▼

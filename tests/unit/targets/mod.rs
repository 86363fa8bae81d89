use super::*;
use crate::sampling::glyph::AlphaMask;
use rand::SeedableRng;
use rand::rngs::StdRng;

/// Inks a horizontal bar through the vertical center of every bitmap.
struct BarRasterizer;

impl GlyphRasterizer for BarRasterizer {
    fn rasterize(
        &mut self,
        _text: &str,
        width: u32,
        height: u32,
        _font_px: f64,
    ) -> HeartfieldResult<AlphaMask> {
        let mut alpha = vec![0u8; (width * height) as usize];
        let y = height / 2;
        for x in 0..width {
            alpha[(y * width + x) as usize] = 255;
        }
        AlphaMask::new(width, height, alpha)
    }
}

/// Never inks anything.
struct BlankRasterizer;

impl GlyphRasterizer for BlankRasterizer {
    fn rasterize(
        &mut self,
        _text: &str,
        width: u32,
        height: u32,
        _font_px: f64,
    ) -> HeartfieldResult<AlphaMask> {
        Ok(AlphaMask::empty(width, height))
    }
}

fn build(viewport: Viewport, n: usize, r: &mut dyn GlyphRasterizer) -> TargetSets {
    let mut rng = StdRng::seed_from_u64(11);
    TargetSetBuilder::new(r, TextTargets::default())
        .build(viewport, n, &mut rng)
        .unwrap()
}

#[test]
fn shape_set_matches_particle_count_and_bounds() {
    let vp = Viewport::new(1280, 720);
    let sets = build(vp, 300, &mut BarRasterizer);
    assert_eq!(sets.shape.len(), 300);

    let s = shape_scale(vp);
    for p in &sets.shape {
        assert!(p.x.abs() <= 16.0 * s + 1e-9);
        assert!(p.y <= 12.0 * s - 100.0);
        assert!(p.y >= -17.0 * s - 100.0 - 1e-9);
        assert!(p.z >= -40.0 && p.z < 40.0);
    }
}

#[test]
fn shape_scale_is_piecewise_by_width() {
    assert!((shape_scale(Viewport::new(500, 900)) - 500.0 / 30.0 * 1.3).abs() < 1e-9);
    assert!((shape_scale(Viewport::new(800, 600)) - 600.0 / 33.0 * 1.3).abs() < 1e-9);
    assert!((shape_scale(Viewport::new(1920, 1080)) - 1080.0 / 36.0 * 1.3).abs() < 1e-9);
}

#[test]
fn text_requests_follow_viewport_fractions() {
    let wide = Viewport::new(1920, 1080);
    let l = label_request("Walaa", wide);
    assert_eq!((l.width, l.height, l.stride), (1344, 194, 4));
    assert_eq!(l.font_scale, 0.72);
    let c = caption_request("I LOVE YOU WALAA", wide);
    assert_eq!((c.width, c.height), (1728, 194));
    assert_eq!(c.font_scale, 0.5);

    let small = Viewport::new(320, 480);
    assert_eq!(label_request("x", small).width, 380);
    assert_eq!(caption_request("x", small).width, 500);
    assert_eq!(label_request("x", small).height, 96);
}

#[test]
fn text_sets_carry_small_z_jitter() {
    let sets = build(Viewport::new(1280, 720), 10, &mut BarRasterizer);
    assert!(!sets.label.is_empty());
    assert!(!sets.caption.is_empty());
    for p in sets.label.iter().chain(sets.caption.iter()) {
        assert!(p.z >= -20.0 && p.z < 20.0);
    }
}

#[test]
fn blank_glyphs_give_empty_text_sets() {
    let sets = build(Viewport::new(800, 600), 10, &mut BlankRasterizer);
    assert_eq!(sets.shape.len(), 10);
    assert!(sets.label.is_empty());
    assert!(sets.caption.is_empty());
}

#[test]
fn zero_viewport_degenerates_without_error() {
    let sets = build(Viewport::new(0, 0), 5, &mut BlankRasterizer);
    assert_eq!(sets.shape.len(), 5);
    for p in &sets.shape {
        assert_eq!((p.x, p.y), (0.0, -100.0));
    }
}

#[test]
fn store_replace_swaps_all_sets_together() {
    let old = build(Viewport::new(800, 600), 20, &mut BarRasterizer);
    let mut store = TargetStore::new(old);
    let before = store.snapshot();
    assert_eq!(before.generation, 1);

    let new = build(Viewport::new(1920, 1080), 40, &mut BlankRasterizer);
    let generation = store.replace(new);
    assert_eq!(generation, 2);

    // The held snapshot is untouched and internally consistent.
    assert_eq!(before.viewport, Viewport::new(800, 600));
    assert_eq!(before.shape.len(), 20);
    assert!(!before.label.is_empty());

    let after = store.snapshot();
    assert_eq!(after.generation, 2);
    assert_eq!(after.viewport, Viewport::new(1920, 1080));
    assert_eq!(after.shape.len(), 40);
    assert!(after.label.is_empty() && after.caption.is_empty());
}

▲

■ Your goal ■
Working from the material above, reproduce it in full and unchanged.

■ Task answer ■
filename tests/unit/targets/mod.rs
repository 86363fa8bae81d89
use super::*;
use crate::sampling::glyph::AlphaMask;
use rand::SeedableRng;
use rand::rngs::StdRng;

/// Inks a horizontal bar through the vertical center of every bitmap.
struct BarRasterizer;

impl GlyphRasterizer for BarRasterizer {
    fn rasterize(
        &mut self,
        _text: &str,
        width: u32,
        height: u32,
        _font_px: f64,
    ) -> HeartfieldResult<AlphaMask> {
        let mut alpha = vec![0u8; (width * height) as usize];
        let y = height / 2;
        for x in 0..width {
            alpha[(y * width + x) as usize] = 255;
        }
        AlphaMask::new(width, height, alpha)
    }
}

/// Never inks anything.
struct BlankRasterizer;

impl GlyphRasterizer for BlankRasterizer {
    fn rasterize(
        &mut self,
        _text: &str,
        width: u32,
        height: u32,
        _font_px: f64,
    ) -> HeartfieldResult<AlphaMask> {
        Ok(AlphaMask::empty(width, height))
    }
}

fn build(viewport: Viewport, n: usize, r: &mut dyn GlyphRasterizer) -> TargetSets {
    let mut rng = StdRng::seed_from_u64(11);
    TargetSetBuilder::new(r, TextTargets::default())
        .build(viewport, n, &mut rng)
        .unwrap()
}

#[test]
fn shape_set_matches_particle_count_and_bounds() {
    let vp = Viewport::new(1280, 720);
    let sets = build(vp, 300, &mut BarRasterizer);
    assert_eq!(sets.shape.len(), 300);

    let s = shape_scale(vp);
    for p in &sets.shape {
        assert!(p.x.abs() <= 16.0 * s + 1e-9);
        assert!(p.y <= 12.0 * s - 100.0);
        assert!(p.y >= -17.0 * s - 100.0 - 1e-9);
        assert!(p.z >= -40.0 && p.z < 40.0);
    }
}

#[test]
fn shape_scale_is_piecewise_by_width() {
    assert!((shape_scale(Viewport::new(500, 900)) - 500.0 / 30.0 * 1.3).abs() < 1e-9);
    assert!((shape_scale(Viewport::new(800, 600)) - 600.0 / 33.0 * 1.3).abs() < 1e-9);
    assert!((shape_scale(Viewport::new(1920, 1080)) - 1080.0 / 36.0 * 1.3).abs() < 1e-9);
}

#[test]
fn text_requests_follow_viewport_fractions() {
    let wide = Viewport::new(1920, 1080);
    let l = label_request("Walaa", wide);
    assert_eq!((l.width, l.height, l.stride), (1344, 194, 4));
    assert_eq!(l.font_scale, 0.72);
    let c = caption_request("I LOVE YOU WALAA", wide);
    assert_eq!((c.width, c.height), (1728, 194));
    assert_eq!(c.font_scale, 0.5);

    let small = Viewport::new(320, 480);
    assert_eq!(label_request("x", small).width, 380);
    assert_eq!(caption_request("x", small).width, 500);
    assert_eq!(label_request("x", small).height, 96);
}

#[test]
fn text_sets_carry_small_z_jitter() {
    let sets = build(Viewport::new(1280, 720), 10, &mut BarRasterizer);
    assert!(!sets.label.is_empty());
    assert!(!sets.caption.is_empty());
    for p in sets.label.iter().chain(sets.caption.iter()) {
        assert!(p.z >= -20.0 && p.z < 20.0);
    }
}

#[test]
fn blank_glyphs_give_empty_text_sets() {
    let sets = build(Viewport::new(800, 600), 10, &mut BlankRasterizer);
    assert_eq!(sets.shape.len(), 10);
    assert!(sets.label.is_empty());
    assert!(sets.caption.is_empty());
}

#[test]
fn zero_viewport_degenerates_without_error() {
    let sets = build(Viewport::new(0, 0), 5, &mut BlankRasterizer);
    assert_eq!(sets.shape.len(), 5);
    for p in &sets.shape {
        assert_eq!((p.x, p.y), (0.0, -100.0));
    }
}

#[test]
fn store_replace_swaps_all_sets_together() {
    let old = build(Viewport::new(800, 600), 20, &mut BarRasterizer);
    let mut store = TargetStore::new(old);
    let before = store.snapshot();
    assert_eq!(before.generation, 1);

    let new = build(Viewport::new(1920, 1080), 40, &mut BlankRasterizer);
    let generation = store.replace(new);
    assert_eq!(generation, 2);

    // The held snapshot is untouched and internally consistent.
    assert_eq!(before.viewport, Viewport::new(800, 600));
    assert_eq!(before.shape.len(), 20);
    assert!(!before.label.is_empty());

    let after = store.snapshot();
    assert_eq!(after.generation, 2);
    assert_eq!(after.viewport, Viewport::new(1920, 1080));
    assert_eq!(after.shape.len(), 40);
    assert!(after.label.is_empty() && after.caption.is_empty());
}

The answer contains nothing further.